MEDICARE PART B EXCESS CHARGES: Standardized Medicare Supplement Plan F and G pay for 100% of the difference between the actual Medicare Part B charges as billed, not to exceed any charge limitation established by the Medicare program or state law, and the Medicare-approved Part B charge.

OPEN ENROLLMENT. If you are in your open enrollment period, you cannot be denied coverage because of health problems. Open enrollment is the 6 month period beginning on the first day of the month in which you are enrolled in Medicare Part B. If you are on Medicare under age 65, for instance due to disability, you will also have a 6 month open enrollment period when you reach age 65.

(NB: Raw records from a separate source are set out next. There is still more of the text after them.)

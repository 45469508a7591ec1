//! 破壊的操作の確認 Outbound ポート

use common::error::Error;

pub trait Confirm: Send + Sync {
    /// true なら続行
    fn confirm(&self, prompt: &str) -> Result<bool, Error>;
}
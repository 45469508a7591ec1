//! レシピ REST API の Outbound ポート
//!
//! `recipes` コレクションに対する 5 操作。実装は HttpRecipeApi（REST）と JsonDbRecipeApi（db.json）。

use crate::domain::{Recipe, RecipeDraft, RecipeId, RecipePatch, RecipeQuery};
use common::error::Error;

pub trait RecipeApi: Send + Sync {
    /// `GET /recipes?q=..&isFavorite=..`
    fn list(&self, query: &RecipeQuery) -> Result<Vec<Recipe>, Error>;

    /// `GET /recipes/:id`。無ければ `Error::NotFound`
    fn get(&self, id: &RecipeId) -> Result<Recipe, Error>;

    /// `POST /recipes`。ID はサーバーが払い出す
    fn create(&self, draft: &RecipeDraft) -> Result<Recipe, Error>;

    /// `PATCH /recipes/:id`。更新後の全フィールドを返す
    fn update(&self, id: &RecipeId, patch: &RecipePatch) -> Result<Recipe, Error>;

    /// `DELETE /recipes/:id`。削除したレコードを返さないサーバーもあるので Option
    fn delete(&self, id: &RecipeId) -> Result<Option<Recipe>, Error>;
}
//! 削除前の確認（CLI 境界）

use crate::ports::outbound::Confirm;
use common::error::Error;
use std::io::{self, BufRead, Write};

/// stderr に問い、stdin の 1 行で答えを受ける。y / yes 以外はすべて「いいえ」。
#[derive(Debug, Default)]
pub struct StdinConfirm;

impl Confirm for StdinConfirm {
    fn confirm(&self, prompt: &str) -> Result<bool, Error> {
        eprint!("{} [y/N]: ", prompt);
        let _ = io::stderr().flush();

        let mut line = String::new();
        io::stdin()
            .lock()
            .read_line(&mut line)
            .map_err(|e| Error::io_msg(e.to_string()))?;
        Ok(is_yes(&line))
    }
}

/// `-y` 指定時: 問わずに続行
#[derive(Debug, Default)]
pub struct AssumeYes;

impl Confirm for AssumeYes {
    fn confirm(&self, _prompt: &str) -> Result<bool, Error> {
        Ok(true)
    }
}

/// 非対話: 問わずに中止
#[derive(Debug, Default)]
pub struct AssumeNo;

impl Confirm for AssumeNo {
    fn confirm(&self, _prompt: &str) -> Result<bool, Error> {
        Ok(false)
    }
}

fn is_yes(line: &str) -> bool {
    matches!(line.trim().to_lowercase().as_str(), "y" | "yes")
}

#[cfg(test)]
mod tests {
    use super::*;

    #[test]
    fn test_is_yes() {
        assert!(is_yes("y\n"));
        assert!(is_yes(" YES "));
        assert!(!is_yes("\n"));
        assert!(!is_yes("no"));
    }

    #[test]
    fn test_fixed_answers() {
        assert!(AssumeYes.confirm("delete?").unwrap());
        assert!(!AssumeNo.confirm("delete?").unwrap());
    }
}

If you are outside any open enrollment period, when you fill out the application be sure to answer complete all questions about your medical and health history. If you leave out or falsify important medical information the company may cancel your coverage and refuse to pay any claims.


PRE-EXISTING CONDITION LIMITATION: Except as noted below, we do not provide benefits for losses you incur during the first six (6) months after the policy effective date if caused by or resulting from a pre-existing condition.

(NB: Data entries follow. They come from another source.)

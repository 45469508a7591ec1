//! 結合テストと共通のテストダブル

mod run_app_tests;

use crate::adapter::JsonDbRecipeApi;
use crate::domain::{Recipe, RecipeDraft, RecipeId, RecipePatch, RecipeQuery};
use crate::ports::outbound::{ListView, RecipeApi};
use common::adapter::NoopLog;
use common::error::Error;
use common::ports::outbound::Log;
use std::collections::VecDeque;
use std::sync::atomic::{AtomicUsize, Ordering};
use std::sync::mpsc::{self, Receiver, Sender};
use std::sync::{Arc, Mutex};
use std::time::{Duration, Instant};

pub(crate) const WAIT: Duration = Duration::from_secs(5);

#[derive(Debug, Clone, Copy, PartialEq, Eq)]
pub(crate) enum Op {
    List,
    Get,
    Create,
    Update,
    Delete,
}

/// メモリ上の db に委譲しつつ、呼び出しごとに「保留」と「失敗」を差し込める RecipeApi
///
/// 差し込みは呼び出し開始時に取り出すので、どの呼び出しに効くかは呼び出し順で決まる。
pub(crate) struct TestApi {
    db: JsonDbRecipeApi,
    holds: Mutex<VecDeque<(Op, Receiver<()>)>>,
    failures: Mutex<VecDeque<(Op, Error)>>,
    calls: Mutex<Vec<Op>>,
    queries: Mutex<Vec<RecipeQuery>>,
    completed: AtomicUsize,
}

impl TestApi {
    pub(crate) fn new(recipes: Vec<Recipe>) -> Arc<Self> {
        Arc::new(Self {
            db: JsonDbRecipeApi::in_memory(recipes),
            holds: Mutex::new(VecDeque::new()),
            failures: Mutex::new(VecDeque::new()),
            calls: Mutex::new(Vec::new()),
            queries: Mutex::new(Vec::new()),
            completed: AtomicUsize::new(0),
        })
    }

    /// 次の `op` 呼び出しを、返した Sender に送るまで止める
    pub(crate) fn hold(&self, op: Op) -> Sender<()> {
        let (tx, rx) = mpsc::channel();
        self.holds.lock().unwrap().push_back((op, rx));
        tx
    }

    /// 次の `op` 呼び出しを `err` で失敗させる
    pub(crate) fn fail_next(&self, op: Op, err: Error) {
        self.failures.lock().unwrap().push_back((op, err));
    }

    pub(crate) fn calls(&self, op: Op) -> usize {
        self.calls.lock().unwrap().iter().filter(|c| **c == op).count()
    }

    pub(crate) fn list_queries(&self) -> Vec<RecipeQuery> {
        self.queries.lock().unwrap().clone()
    }

    pub(crate) fn completed(&self) -> usize {
        self.completed.load(Ordering::SeqCst)
    }

    fn take<T>(queue: &Mutex<VecDeque<(Op, T)>>, op: Op) -> Option<T> {
        let mut q = queue.lock().unwrap();
        let pos = q.iter().position(|(o, _)| *o == op)?;
        q.remove(pos).map(|(_, v)| v)
    }

    fn call<T>(&self, op: Op, f: impl FnOnce() -> Result<T, Error>) -> Result<T, Error> {
        let hold = Self::take(&self.holds, op);
        let failure = Self::take(&self.failures, op);
        self.calls.lock().unwrap().push(op);
        if let Some(rx) = hold {
            let _ = rx.recv_timeout(WAIT);
        }
        let result = match failure {
            Some(err) => Err(err),
            None => f(),
        };
        self.completed.fetch_add(1, Ordering::SeqCst);
        result
    }
}

impl RecipeApi for TestApi {
    fn list(&self, query: &RecipeQuery) -> Result<Vec<Recipe>, Error> {
        self.queries.lock().unwrap().push(query.clone());
        self.call(Op::List, || self.db.list(query))
    }

    fn get(&self, id: &RecipeId) -> Result<Recipe, Error> {
        self.call(Op::Get, || self.db.get(id))
    }

    fn create(&self, draft: &RecipeDraft) -> Result<Recipe, Error> {
        self.call(Op::Create, || self.db.create(draft))
    }

    fn update(&self, id: &RecipeId, patch: &RecipePatch) -> Result<Recipe, Error> {
        self.call(Op::Update, || self.db.update(id, patch))
    }

    fn delete(&self, id: &RecipeId) -> Result<Option<Recipe>, Error> {
        self.call(Op::Delete, || self.db.delete(id))
    }
}

#[derive(Debug, Clone, PartialEq, Eq)]
pub(crate) enum ViewEvent {
    Loading(bool),
    Recipes(RecipeQuery, Vec<String>),
    Error(RecipeQuery, String),
}

/// 描画内容を記録する ListView
#[derive(Default)]
pub(crate) struct RecordingView {
    events: Mutex<Vec<ViewEvent>>,
}

impl RecordingView {
    pub(crate) fn events(&self) -> Vec<ViewEvent> {
        self.events.lock().unwrap().clone()
    }

    /// 描画された一覧の検索語（順番どおり）
    pub(crate) fn rendered_texts(&self) -> Vec<String> {
        self.events()
            .into_iter()
            .filter_map(|e| match e {
                ViewEvent::Recipes(q, _) => Some(q.text),
                _ => None,
            })
            .collect()
    }

    pub(crate) fn last_loading(&self) -> Option<bool> {
        self.events().into_iter().rev().find_map(|e| match e {
            ViewEvent::Loading(v) => Some(v),
            _ => None,
        })
    }
}

impl ListView for RecordingView {
    fn set_loading(&self, loading: bool) -> anyhow::Result<()> {
        self.events.lock().unwrap().push(ViewEvent::Loading(loading));
        Ok(())
    }

    fn show_recipes(&self, query: &RecipeQuery, recipes: &[Recipe]) -> anyhow::Result<()> {
        let ids = recipes.iter().map(|r| r.id.to_string()).collect();
        self.events.lock().unwrap().push(ViewEvent::Recipes(query.clone(), ids));
        Ok(())
    }

    fn show_error(&self, query: &RecipeQuery, error: &Error) -> anyhow::Result<()> {
        self.events.lock().unwrap().push(ViewEvent::Error(query.clone(), error.to_string()));
        Ok(())
    }
}

pub(crate) fn noop_log() -> Arc<dyn Log> {
    Arc::new(NoopLog)
}

pub(crate) fn recipe(id: &str, title: &str, favorite: bool) -> Recipe {
    RecipeDraft {
        title: title.to_string(),
        description: format!("{} for a quiet evening", title),
        ingredients: vec!["water".to_string(), "salt".to_string()],
        instructions: "Combine everything and cook until done.".to_string(),
        image_url: format!("https://example.com/{}.jpg", id),
        is_favorite: favorite,
    }
    .into_recipe(RecipeId::new(id))
}

pub(crate) fn ids(recipes: &[Recipe]) -> Vec<String> {
    recipes.iter().map(|r| r.id.to_string()).collect()
}

/// 条件が成り立つまで待つ（WAIT で打ち切り）
pub(crate) fn wait_until(mut cond: impl FnMut() -> bool) -> bool {
    let deadline = Instant::now() + WAIT;
    while Instant::now() < deadline {
        if cond() {
            return true;
        }
        std::thread::sleep(Duration::from_millis(5));
    }
    cond()
}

This pre-existing condition limitation does not apply if:

  1. The policy effective date is no more than six (6) months after your 65th birth date; or
  2. You submit an Application prior to or during the six (6) month period beginning with the first day of the month in which you are 65 years or older and enrolled for benefits under Medicare Part B; or
  3. You are an eligible person coming from a Medicare Advantage, Medicare Select, Medicare Supplement, or an Employee Welfare Benefit Plan as defined in the Employee Retirement Income Security Act of 1974 (29 USC 1003), and you apply to enroll not later than 63 days from the date of the termination of enrollment in the previous plan, and you submit evidence of termination or disenrollment from that plan with your Application (Certificate of Creditable Coverage).

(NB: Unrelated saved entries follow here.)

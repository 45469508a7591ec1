//! 環境変数解決 Outbound ポート
//!
//! usecase / wiring はこの trait 経由でのみ環境変数にアクセスする。

use common::error::Error;
use std::path::PathBuf;

/// 実装は `adapter::StdEnvResolver` やテスト用の固定値など。
pub trait EnvResolver: Send + Sync {
    /// recipes のホームディレクトリ
    ///
    /// 優先順位:
    /// 1. RECIPES_HOME
    /// 2. $XDG_CONFIG_HOME/recipes
    /// 3. $HOME/.config/recipes
    fn resolve_home_dir(&self) -> Result<PathBuf, Error>;

    /// RECIPES_API_URL（空なら None）
    fn api_url_from_env(&self) -> Option<String>;
}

If you had less than six months prior creditable coverage, the pre-existing conditions limitation will be reduced by the aggregate amount of creditable coverage. If the policy is replacing another Medicare Supplement policy, credit will be given for any portion of the waiting period that has been satisfied.

A pre-existing condition is a condition for which medical advice was given or treatment was recommended by or received from a physician within six months prior to the policy effective date.

MEDICAID ELIGIBILITY: Benefits and premiums under this policy may be suspended for up to 24 months if you become entitled to benefits under Medicaid. You must request that your policy be suspended within 90 days of becoming entitled to Medicaid. If you lose (are no longer entitled to) benefits from Medicaid, this policy can be reinstated if you request reinstatement within 90 days of the loss of such benefits and pay the required premium.

Coverage is provided by Amerigroup Insurance Company.